======== AVAILABLE DATA

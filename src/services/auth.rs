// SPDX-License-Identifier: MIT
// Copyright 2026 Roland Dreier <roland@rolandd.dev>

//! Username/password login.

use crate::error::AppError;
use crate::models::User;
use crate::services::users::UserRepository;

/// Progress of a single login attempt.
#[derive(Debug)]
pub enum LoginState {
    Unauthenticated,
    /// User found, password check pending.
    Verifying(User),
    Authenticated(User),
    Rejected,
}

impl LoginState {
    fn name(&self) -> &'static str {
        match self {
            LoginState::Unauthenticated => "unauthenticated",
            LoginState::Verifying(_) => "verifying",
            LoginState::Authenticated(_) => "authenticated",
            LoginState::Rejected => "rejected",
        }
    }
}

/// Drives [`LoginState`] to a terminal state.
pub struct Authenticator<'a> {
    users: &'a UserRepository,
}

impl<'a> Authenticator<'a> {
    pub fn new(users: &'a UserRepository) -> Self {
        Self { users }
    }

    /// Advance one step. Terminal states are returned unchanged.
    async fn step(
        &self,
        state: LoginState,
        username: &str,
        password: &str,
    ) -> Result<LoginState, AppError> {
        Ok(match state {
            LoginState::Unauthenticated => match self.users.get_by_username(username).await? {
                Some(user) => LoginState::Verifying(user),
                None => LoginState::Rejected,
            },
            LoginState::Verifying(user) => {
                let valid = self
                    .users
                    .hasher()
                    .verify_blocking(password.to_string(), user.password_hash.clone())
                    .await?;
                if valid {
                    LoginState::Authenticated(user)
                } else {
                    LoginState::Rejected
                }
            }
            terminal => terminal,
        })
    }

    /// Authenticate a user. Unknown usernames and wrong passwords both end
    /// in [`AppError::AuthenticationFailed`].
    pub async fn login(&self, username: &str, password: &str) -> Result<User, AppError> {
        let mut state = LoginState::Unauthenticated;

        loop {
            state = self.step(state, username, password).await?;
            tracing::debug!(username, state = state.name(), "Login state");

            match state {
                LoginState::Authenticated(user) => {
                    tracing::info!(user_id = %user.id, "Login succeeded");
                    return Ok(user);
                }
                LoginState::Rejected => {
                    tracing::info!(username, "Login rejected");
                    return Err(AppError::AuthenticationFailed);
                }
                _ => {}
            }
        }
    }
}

================
======== AVAILABLE DATA

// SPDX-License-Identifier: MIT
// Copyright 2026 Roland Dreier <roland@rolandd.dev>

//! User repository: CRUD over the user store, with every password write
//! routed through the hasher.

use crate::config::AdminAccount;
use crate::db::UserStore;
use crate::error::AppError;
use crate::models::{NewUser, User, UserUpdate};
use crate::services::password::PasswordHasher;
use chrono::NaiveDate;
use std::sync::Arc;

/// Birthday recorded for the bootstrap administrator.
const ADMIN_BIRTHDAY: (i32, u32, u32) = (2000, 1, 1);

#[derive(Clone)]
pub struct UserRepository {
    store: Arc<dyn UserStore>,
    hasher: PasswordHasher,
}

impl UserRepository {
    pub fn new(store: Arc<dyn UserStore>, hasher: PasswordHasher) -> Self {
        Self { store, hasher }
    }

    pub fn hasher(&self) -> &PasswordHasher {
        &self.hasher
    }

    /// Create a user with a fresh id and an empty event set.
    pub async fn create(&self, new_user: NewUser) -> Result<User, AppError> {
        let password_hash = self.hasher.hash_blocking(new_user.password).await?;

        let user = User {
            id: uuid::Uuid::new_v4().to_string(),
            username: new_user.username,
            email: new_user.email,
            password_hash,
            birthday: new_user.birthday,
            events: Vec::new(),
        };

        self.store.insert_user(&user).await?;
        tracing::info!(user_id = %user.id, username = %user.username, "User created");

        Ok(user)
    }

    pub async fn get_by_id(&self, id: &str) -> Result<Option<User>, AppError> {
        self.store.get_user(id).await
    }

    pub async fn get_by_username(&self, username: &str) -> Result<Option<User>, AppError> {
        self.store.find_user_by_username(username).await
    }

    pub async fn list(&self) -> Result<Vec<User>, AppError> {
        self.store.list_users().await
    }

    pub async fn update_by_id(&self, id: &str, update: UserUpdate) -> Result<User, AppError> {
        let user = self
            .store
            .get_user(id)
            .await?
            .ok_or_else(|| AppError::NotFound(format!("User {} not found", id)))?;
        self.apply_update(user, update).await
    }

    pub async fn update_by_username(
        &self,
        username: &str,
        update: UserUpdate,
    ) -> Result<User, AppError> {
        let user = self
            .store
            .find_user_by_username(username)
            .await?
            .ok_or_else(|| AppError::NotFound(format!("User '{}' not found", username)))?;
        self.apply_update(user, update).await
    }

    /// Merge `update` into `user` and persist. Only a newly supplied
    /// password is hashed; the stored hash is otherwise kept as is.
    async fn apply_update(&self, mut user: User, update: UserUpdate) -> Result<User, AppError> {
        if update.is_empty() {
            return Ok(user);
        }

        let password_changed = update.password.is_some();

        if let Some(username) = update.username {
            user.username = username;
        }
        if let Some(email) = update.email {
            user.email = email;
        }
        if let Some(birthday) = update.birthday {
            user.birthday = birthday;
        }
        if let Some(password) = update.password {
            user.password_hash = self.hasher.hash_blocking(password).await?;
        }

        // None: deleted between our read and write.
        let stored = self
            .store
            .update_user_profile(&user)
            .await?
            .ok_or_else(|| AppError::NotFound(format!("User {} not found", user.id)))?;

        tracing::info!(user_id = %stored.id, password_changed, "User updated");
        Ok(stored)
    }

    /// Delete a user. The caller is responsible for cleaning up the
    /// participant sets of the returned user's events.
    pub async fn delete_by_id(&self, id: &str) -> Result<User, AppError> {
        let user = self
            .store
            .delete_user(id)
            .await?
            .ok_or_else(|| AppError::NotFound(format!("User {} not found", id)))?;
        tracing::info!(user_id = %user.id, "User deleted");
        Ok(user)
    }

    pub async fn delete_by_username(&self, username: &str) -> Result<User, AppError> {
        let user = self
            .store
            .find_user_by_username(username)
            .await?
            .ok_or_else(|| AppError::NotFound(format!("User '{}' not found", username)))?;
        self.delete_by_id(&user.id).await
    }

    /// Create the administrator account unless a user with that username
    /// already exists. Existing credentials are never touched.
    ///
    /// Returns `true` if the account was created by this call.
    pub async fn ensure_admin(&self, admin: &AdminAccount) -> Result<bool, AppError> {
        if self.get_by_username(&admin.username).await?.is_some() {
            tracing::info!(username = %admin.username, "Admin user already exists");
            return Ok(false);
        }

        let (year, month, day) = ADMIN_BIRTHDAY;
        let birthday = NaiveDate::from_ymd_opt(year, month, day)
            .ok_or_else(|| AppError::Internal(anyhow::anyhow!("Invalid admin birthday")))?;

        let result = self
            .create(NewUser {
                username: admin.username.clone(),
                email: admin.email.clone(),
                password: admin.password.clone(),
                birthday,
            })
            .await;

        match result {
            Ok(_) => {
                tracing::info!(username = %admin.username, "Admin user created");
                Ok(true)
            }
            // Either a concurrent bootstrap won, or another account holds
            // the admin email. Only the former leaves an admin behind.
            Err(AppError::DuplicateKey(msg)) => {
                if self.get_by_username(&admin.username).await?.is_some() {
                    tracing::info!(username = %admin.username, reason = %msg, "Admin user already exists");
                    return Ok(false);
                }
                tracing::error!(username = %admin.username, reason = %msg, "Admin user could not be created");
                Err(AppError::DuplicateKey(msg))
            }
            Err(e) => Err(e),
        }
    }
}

================
======== AVAILABLE DATA

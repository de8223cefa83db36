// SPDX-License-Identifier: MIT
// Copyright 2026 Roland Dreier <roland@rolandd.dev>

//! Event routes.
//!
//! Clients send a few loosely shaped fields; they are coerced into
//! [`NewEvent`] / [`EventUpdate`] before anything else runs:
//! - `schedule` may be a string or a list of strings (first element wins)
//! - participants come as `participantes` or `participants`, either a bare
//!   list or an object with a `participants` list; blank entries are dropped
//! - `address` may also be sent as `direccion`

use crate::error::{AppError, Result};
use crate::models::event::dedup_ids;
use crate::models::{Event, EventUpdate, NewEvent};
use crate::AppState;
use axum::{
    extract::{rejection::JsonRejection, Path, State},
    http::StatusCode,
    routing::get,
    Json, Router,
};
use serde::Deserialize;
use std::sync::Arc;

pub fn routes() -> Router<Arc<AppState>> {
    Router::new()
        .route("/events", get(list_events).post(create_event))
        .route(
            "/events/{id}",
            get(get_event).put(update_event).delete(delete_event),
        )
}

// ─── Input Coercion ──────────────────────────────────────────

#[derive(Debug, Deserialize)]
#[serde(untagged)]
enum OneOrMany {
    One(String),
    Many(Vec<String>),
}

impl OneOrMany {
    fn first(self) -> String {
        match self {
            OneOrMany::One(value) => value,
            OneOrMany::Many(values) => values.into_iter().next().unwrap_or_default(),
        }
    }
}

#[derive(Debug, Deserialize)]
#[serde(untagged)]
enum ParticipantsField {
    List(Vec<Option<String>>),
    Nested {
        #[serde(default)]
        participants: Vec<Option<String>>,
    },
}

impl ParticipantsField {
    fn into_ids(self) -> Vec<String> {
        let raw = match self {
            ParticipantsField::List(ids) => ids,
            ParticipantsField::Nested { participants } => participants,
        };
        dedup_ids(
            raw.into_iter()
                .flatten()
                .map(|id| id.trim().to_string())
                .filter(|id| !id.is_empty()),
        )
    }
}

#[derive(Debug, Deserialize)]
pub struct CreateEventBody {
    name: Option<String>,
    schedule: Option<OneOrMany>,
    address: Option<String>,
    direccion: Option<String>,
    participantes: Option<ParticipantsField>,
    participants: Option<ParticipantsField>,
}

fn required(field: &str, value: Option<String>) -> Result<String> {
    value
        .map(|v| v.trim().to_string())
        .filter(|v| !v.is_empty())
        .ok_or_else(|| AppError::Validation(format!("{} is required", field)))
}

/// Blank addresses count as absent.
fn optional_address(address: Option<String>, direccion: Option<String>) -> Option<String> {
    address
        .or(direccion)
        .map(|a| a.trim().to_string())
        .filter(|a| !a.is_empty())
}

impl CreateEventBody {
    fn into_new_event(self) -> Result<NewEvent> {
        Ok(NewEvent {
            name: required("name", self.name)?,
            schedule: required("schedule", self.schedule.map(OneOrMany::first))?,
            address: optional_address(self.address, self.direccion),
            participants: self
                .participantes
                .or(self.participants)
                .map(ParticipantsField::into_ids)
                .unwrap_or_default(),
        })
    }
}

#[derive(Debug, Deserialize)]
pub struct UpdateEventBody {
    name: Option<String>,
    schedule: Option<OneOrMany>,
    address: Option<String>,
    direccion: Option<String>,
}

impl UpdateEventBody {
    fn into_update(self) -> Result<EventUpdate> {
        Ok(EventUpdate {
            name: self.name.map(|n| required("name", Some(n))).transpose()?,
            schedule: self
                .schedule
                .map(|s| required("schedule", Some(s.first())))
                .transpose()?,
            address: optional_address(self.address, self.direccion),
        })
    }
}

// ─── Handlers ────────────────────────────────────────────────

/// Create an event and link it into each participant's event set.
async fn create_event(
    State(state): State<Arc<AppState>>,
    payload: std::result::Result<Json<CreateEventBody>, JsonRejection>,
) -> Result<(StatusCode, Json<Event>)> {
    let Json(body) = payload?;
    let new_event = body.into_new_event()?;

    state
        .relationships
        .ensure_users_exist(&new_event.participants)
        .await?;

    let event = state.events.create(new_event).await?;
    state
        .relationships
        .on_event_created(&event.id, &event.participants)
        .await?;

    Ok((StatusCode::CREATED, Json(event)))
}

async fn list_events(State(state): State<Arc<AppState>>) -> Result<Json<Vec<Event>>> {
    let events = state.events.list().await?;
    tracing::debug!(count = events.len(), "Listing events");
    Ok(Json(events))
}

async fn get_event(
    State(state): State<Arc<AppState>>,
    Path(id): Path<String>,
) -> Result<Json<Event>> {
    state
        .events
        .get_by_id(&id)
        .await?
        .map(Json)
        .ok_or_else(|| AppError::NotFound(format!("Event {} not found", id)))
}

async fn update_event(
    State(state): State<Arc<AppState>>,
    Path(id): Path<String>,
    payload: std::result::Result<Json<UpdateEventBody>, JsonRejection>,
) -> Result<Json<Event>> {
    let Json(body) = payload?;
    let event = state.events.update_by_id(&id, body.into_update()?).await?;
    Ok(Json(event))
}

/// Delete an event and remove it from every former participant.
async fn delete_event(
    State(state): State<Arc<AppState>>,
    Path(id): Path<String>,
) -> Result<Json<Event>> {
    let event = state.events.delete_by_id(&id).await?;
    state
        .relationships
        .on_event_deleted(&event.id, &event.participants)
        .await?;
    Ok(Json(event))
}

================

▶ [EXERCISE]: The answer is the lines above between the line holding "count as absent." and the line holding "fn into_new_event(self) ->", inclusive, each written out exactly, and no others.

▶ [PROBLEM SOLUTION]:
/// Blank addresses count as absent.
fn optional_address(address: Option<String>, direccion: Option<String>) -> Option<String> {
    address
        .or(direccion)
        .map(|a| a.trim().to_string())
        .filter(|a| !a.is_empty())
}

impl CreateEventBody {
    fn into_new_event(self) -> Result<NewEvent> {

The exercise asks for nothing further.